§ **What the task requires**
A single number is the answer here: how many lines of the entries contain "quantity"?

** Opening Source records block **

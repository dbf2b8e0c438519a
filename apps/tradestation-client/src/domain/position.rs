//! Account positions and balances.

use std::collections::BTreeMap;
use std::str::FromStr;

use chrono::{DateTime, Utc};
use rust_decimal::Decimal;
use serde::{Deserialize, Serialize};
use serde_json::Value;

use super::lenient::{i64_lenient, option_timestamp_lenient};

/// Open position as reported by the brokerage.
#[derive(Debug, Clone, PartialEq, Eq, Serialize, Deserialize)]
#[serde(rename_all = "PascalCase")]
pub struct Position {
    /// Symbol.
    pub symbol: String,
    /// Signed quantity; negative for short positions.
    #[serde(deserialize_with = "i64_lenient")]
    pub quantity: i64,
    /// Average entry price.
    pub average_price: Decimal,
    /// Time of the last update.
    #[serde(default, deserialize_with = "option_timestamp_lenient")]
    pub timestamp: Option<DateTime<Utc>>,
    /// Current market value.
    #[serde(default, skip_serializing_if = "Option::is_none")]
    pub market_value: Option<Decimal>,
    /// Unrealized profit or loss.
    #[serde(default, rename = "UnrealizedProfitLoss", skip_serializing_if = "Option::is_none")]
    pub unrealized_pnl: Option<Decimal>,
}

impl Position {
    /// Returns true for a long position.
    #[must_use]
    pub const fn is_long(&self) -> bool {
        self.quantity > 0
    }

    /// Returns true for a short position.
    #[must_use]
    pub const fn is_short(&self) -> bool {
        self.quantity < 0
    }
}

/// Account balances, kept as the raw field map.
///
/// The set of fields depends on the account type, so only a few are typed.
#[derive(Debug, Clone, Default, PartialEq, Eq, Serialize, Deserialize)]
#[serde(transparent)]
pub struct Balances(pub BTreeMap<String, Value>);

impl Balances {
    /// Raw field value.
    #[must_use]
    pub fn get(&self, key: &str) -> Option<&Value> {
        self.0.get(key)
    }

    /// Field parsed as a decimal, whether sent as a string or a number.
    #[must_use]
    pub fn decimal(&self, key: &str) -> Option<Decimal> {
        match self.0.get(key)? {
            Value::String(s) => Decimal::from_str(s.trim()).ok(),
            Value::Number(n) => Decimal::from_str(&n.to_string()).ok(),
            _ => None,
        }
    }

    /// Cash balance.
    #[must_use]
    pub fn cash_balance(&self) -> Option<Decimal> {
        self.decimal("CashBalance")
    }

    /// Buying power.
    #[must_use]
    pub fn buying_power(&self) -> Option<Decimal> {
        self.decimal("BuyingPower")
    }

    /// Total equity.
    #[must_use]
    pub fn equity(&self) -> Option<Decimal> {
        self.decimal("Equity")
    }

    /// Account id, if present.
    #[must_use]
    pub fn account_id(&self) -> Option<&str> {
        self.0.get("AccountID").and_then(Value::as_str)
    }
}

** Closing Source records block **

§ **Solution**
4